Fruiticulture: les moutons meilleurs que les pesticides.

Les arbres fruitiers, en particulier les pommiers, demandent jusqu’à 25 traitements phytosanitaires par an. Le passage de moutons au pied des arbres permet de diviser par quatre l’utilisation de ces poisons, avec pour suite logique du passage à une production « bio » au bout de deux ans. Pour l’exploitant, c’est un quasi changement de métier. Avec de multiples satisfactions.

Les arbres fruitiers actuels sont victimes d’une maladie chronique : le productivisme. Les sélections successives ont mis en avant les caractères économiques de la plante, au détriment de sa capacité de défense contre insectes et champignons.

On demande à l’arbre de produire des fruits très beaux (critères esthétiques discutables, on est presque dans le domaine des cosmétiques), faciles à cueillir (fructification dans une courte période, et dans des branches basses), et robustes au maniement et à la conservation.

Les agronomes ont fait le job, et les étals de la grande distribution nous présentent toujours les mêmes variétés, comme les golden, les gala, ou autres granny smith.

L’œil prime sur le nez chez le consommateur, ce qui lui permet de se ruer sur des pommes (poires, prunes, raisins, etc) gavées de pesticides, qu’il faut laver avant ingestion, ou bien qu’il faut peler en jetant alors 70% des bienfaits du fruit … 

Quant aux exploitants, ils vivent dans la crainte permanente de productions altérées au moindre incident de météo, du fait de diverses maladies dont les deux principales sont la tavelure et les cochenilles.

LA TAVELURE : DES CHAMPIGNONS DÉTESTABLES

Avec la moniliose et l’oïdium, la tavelure est une affection fongique très délabrante pour les pommeraies. Elle est causée par un champignon ascomycète, le Venturia inaequalis (des milliers de souches), et entraine des lésions noirâtres à la surface des feuilles et des pommes, qui deviennent de ce fait invendables.

La maladie se développe en conditions humides, au moment du débourrement (ouverture des bourgeons au printemps), lorsque les parties neuves du pommier sont encore très fragiles. La chute des pétales de la fleur représente une plaie ouverte, et un point d’entrée pour le champignon.

La maladie n’est qu’une « dermatose » pour l’arbre, mais la qualité commerciale des pommes peut chuter gravement. La tavelure nécessite habituellement plusieurs traitements annuels de fongicides, et des mutations régulières imposent de trouver en permanence des produits actifs.

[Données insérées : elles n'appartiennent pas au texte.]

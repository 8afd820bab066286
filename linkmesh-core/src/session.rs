//! Encrypted session with one peer: keys, hash key, lifetime and message counters.

use serde::{Deserialize, Serialize};

use crate::crypto::HASH_KEY_LEN;
use crate::protocol::{MacAddr, MessageId, MAX_SEQUENCE};
use crate::time::{ExpiringTimeTracker, Millis};

/// Saved form of a session, enough to restore it on a later boot.
#[derive(Debug, Clone, PartialEq, Eq, Serialize, Deserialize)]
#[serde(deny_unknown_fields)]
pub struct SerializedConnection {
    pub peer_sta_mac: MacAddr,
    pub peer_ap_mac: MacAddr,
    pub peer_session_key: u64,
    pub own_session_key: u64,
    pub hash_key: [u8; HASH_KEY_LEN],
    /// Lifetime left when saved; absent for permanent sessions.
    #[serde(default, skip_serializing_if = "Option::is_none")]
    pub remaining_duration_ms: Option<Millis>,
    pub next_sequence: u64,
}

/// Symmetric pairwise state enabling authenticated encrypted frames with one peer.
#[derive(Debug, Clone)]
pub struct EncryptedConnectionData {
    peer_sta_mac: MacAddr,
    peer_ap_mac: MacAddr,
    peer_session_key: u64,
    own_session_key: u64,
    hash_key: [u8; HASH_KEY_LEN],
    /// `None` = permanent.
    expiry: Option<ExpiringTimeTracker>,
    next_sequence: u64,
}

impl EncryptedConnectionData {
    pub fn new(
        peer_sta_mac: MacAddr,
        peer_ap_mac: MacAddr,
        peer_session_key: u64,
        own_session_key: u64,
        hash_key: [u8; HASH_KEY_LEN],
    ) -> Self {
        Self {
            peer_sta_mac,
            peer_ap_mac,
            peer_session_key,
            own_session_key,
            hash_key,
            expiry: None,
            next_sequence: 1,
        }
    }

    /// Same as `new` but expiring `duration` ms after `now`.
    pub fn temporary(
        peer_sta_mac: MacAddr,
        peer_ap_mac: MacAddr,
        peer_session_key: u64,
        own_session_key: u64,
        hash_key: [u8; HASH_KEY_LEN],
        duration: Millis,
        now: Millis,
    ) -> Self {
        let mut s = Self::new(
            peer_sta_mac,
            peer_ap_mac,
            peer_session_key,
            own_session_key,
            hash_key,
        );
        s.expiry = Some(ExpiringTimeTracker::new(duration, now));
        s
    }

    pub fn peer_sta_mac(&self) -> MacAddr {
        self.peer_sta_mac
    }

    pub fn peer_ap_mac(&self) -> MacAddr {
        self.peer_ap_mac
    }

    pub fn peer_session_key(&self) -> u64 {
        self.peer_session_key
    }

    pub fn own_session_key(&self) -> u64 {
        self.own_session_key
    }

    pub fn hash_key(&self) -> &[u8; HASH_KEY_LEN] {
        &self.hash_key
    }

    /// True if `mac` is either the peer's station or AP address.
    pub fn connected_to(&self, mac: &MacAddr) -> bool {
        self.peer_sta_mac == *mac || self.peer_ap_mac == *mac
    }

    pub fn is_temporary(&self) -> bool {
        self.expiry.is_some()
    }

    /// `None` for permanent sessions.
    pub fn remaining_duration(&self, now: Millis) -> Option<Millis> {
        self.expiry.map(|e| e.remaining_duration(now))
    }

    pub fn expired(&self, now: Millis) -> bool {
        self.expiry.map(|e| e.expired(now)).unwrap_or(false)
    }

    /// Turn the session into a temporary one with `remaining` ms left.
    pub fn set_remaining_duration(&mut self, remaining: Millis, now: Millis) {
        match &mut self.expiry {
            Some(e) => e.set_remaining_duration(remaining, now),
            None => self.expiry = Some(ExpiringTimeTracker::new(remaining, now)),
        }
    }

    /// Make the session permanent.
    pub fn remove_duration(&mut self) {
        self.expiry = None;
    }

    /// Keep a temporary session alive for at least `min_duration` more ms.
    /// Permanent sessions and longer remaining lifetimes are left alone.
    pub fn extend_remaining_duration(&mut self, min_duration: Millis, now: Millis) {
        if let Some(e) = &mut self.expiry {
            if e.remaining_duration(now) < min_duration {
                e.set_remaining_duration(min_duration, now);
            }
        }
    }

    pub fn export(&self, now: Millis) -> SerializedConnection {
        SerializedConnection {
            peer_sta_mac: self.peer_sta_mac,
            peer_ap_mac: self.peer_ap_mac,
            peer_session_key: self.peer_session_key,
            own_session_key: self.own_session_key,
            hash_key: self.hash_key,
            remaining_duration_ms: self.remaining_duration(now),
            next_sequence: self.next_sequence,
        }
    }

    /// Continue the outgoing counter from a saved `next_sequence`. Never moves
    /// it backwards, since the peer already saw the IDs below the current one.
    pub fn resume_sequence(&mut self, next_sequence: u64) {
        self.next_sequence = self.next_sequence.max(next_sequence.clamp(1, MAX_SEQUENCE));
    }

    /// Replace keys after a re-handshake with the same peer. Counters restart.
    pub fn rekey(
        &mut self,
        peer_ap_mac: MacAddr,
        peer_session_key: u64,
        own_session_key: u64,
        hash_key: [u8; HASH_KEY_LEN],
    ) {
        self.peer_ap_mac = peer_ap_mac;
        self.peer_session_key = peer_session_key;
        self.own_session_key = own_session_key;
        self.hash_key = hash_key;
        self.next_sequence = 1;
    }

    /// Next outgoing encrypted message ID (fragment 0). Monotonic within the session.
    pub fn next_message_id(&mut self) -> MessageId {
        let id = MessageId::new(self.next_sequence, 0, true);
        self.next_sequence = if self.next_sequence >= MAX_SEQUENCE {
            1
        } else {
            self.next_sequence + 1
        };
        id
    }
}

#[cfg(test)]
mod tests {
    use super::*;

    fn mac(b: u8) -> MacAddr {
        MacAddr([0x02, 0, 0, 0, 0, b])
    }

    #[test]
    fn permanent_never_expires() {
        let s = EncryptedConnectionData::new(mac(1), mac(2), 10, 20, [0; 32]);
        assert!(!s.is_temporary());
        assert!(!s.expired(u32::MAX));
        assert_eq!(s.remaining_duration(0), None);
    }

    #[test]
    fn temporary_lifecycle() {
        let mut s = EncryptedConnectionData::temporary(mac(1), mac(2), 10, 20, [0; 32], 100, 0);
        assert_eq!(s.remaining_duration(40), Some(60));
        assert!(s.expired(100));
        s.set_remaining_duration(500, 100);
        assert!(!s.expired(100));
        s.remove_duration();
        assert!(!s.is_temporary());
    }

    #[test]
    fn extension_never_shortens() {
        let mut s = EncryptedConnectionData::temporary(mac(1), mac(2), 10, 20, [0; 32], 5_000, 0);
        s.extend_remaining_duration(1_000, 0);
        assert_eq!(s.remaining_duration(0), Some(5_000));
        s.extend_remaining_duration(8_000, 1_000);
        assert_eq!(s.remaining_duration(1_000), Some(8_000));
        let mut p = EncryptedConnectionData::new(mac(1), mac(2), 10, 20, [0; 32]);
        p.extend_remaining_duration(1_000, 0);
        assert!(!p.is_temporary());
    }

    #[test]
    fn export_carries_counter_and_lifetime() {
        let mut s = EncryptedConnectionData::temporary(mac(1), mac(2), 10, 20, [7; 32], 900, 100);
        s.next_message_id();
        s.next_message_id();
        let saved = s.export(400);
        assert_eq!(saved.remaining_duration_ms, Some(600));
        assert_eq!(saved.next_sequence, 3);
        assert_eq!(saved.hash_key, [7; 32]);

        let mut restored = EncryptedConnectionData::new(mac(1), mac(2), 10, 20, [7; 32]);
        restored.resume_sequence(saved.next_sequence);
        assert_eq!(restored.next_message_id(), MessageId::new(3, 0, true));
        restored.resume_sequence(1);
        assert_eq!(restored.next_message_id(), MessageId::new(4, 0, true));
    }

    #[test]
    fn connected_to_either_mac() {
        let s = EncryptedConnectionData::new(mac(1), mac(2), 10, 20, [0; 32]);
        assert!(s.connected_to(&mac(1)));
        assert!(s.connected_to(&mac(2)));
        assert!(!s.connected_to(&mac(3)));
    }

    #[test]
    fn message_ids_increase() {
        let mut s = EncryptedConnectionData::new(mac(1), mac(2), 10, 20, [0; 32]);
        let a = s.next_message_id();
        let b = s.next_message_id();
        assert!(a.is_encrypted());
        assert!(b.sequence() > a.sequence());
        s.rekey(mac(2), 30, 40, [1; 32]);
        assert_eq!(s.next_message_id().sequence(), 1);
        assert_eq!(s.own_session_key(), 40);
    }
}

LA COCHENILLE : DU TRONC À LA FEUILLE

Les cochenille sont de petits insectes qui ne feraient pas tant de dégats s’ils n’étaient si prolifiques.

Les larves (L2) passent l’hiver dans des anfractuosités de l ‘écorce. Au début du printemps, elles migrent sur les jeunes pousses foliaires et deviennent adultes au printemps : c’est là qu’elles pondent, et qu’apparaissent les premières larves L1, les plus goulues, qui attaquent les feuilles par leur face inférieure qui ne possède pas de couche protectrice cireuse.

Les pommiers perdent ainsi une bonne partie de leur vitalité, d’autant que les cochenilles introduisent des virus pathogènes, et partagent leur ripaille avec d’autres insectes par le biais d’un abondant miellat.

Les traitements chimiques se font l’hiver lorsque les L1 se transforment en L2, et n’ont plus leur bouclier de chitine.

LES SHROPSHIRE : DES MOUTONS BIEN SAGES

Les Anglais ont toujours eu une longueur d’avance dans le domaine ovin : ils ont adapté des dizaines de races dans tous les continents du temps de l’Empire, mais aussi plus proches, dans leurs Midlands.

Les moutons Shropshire sont issus d’une vieille race rustique, élevée dans de petites exploitations, et qui présente des qualités intéressantes de frugalité et de productivité mixte, viande et laine.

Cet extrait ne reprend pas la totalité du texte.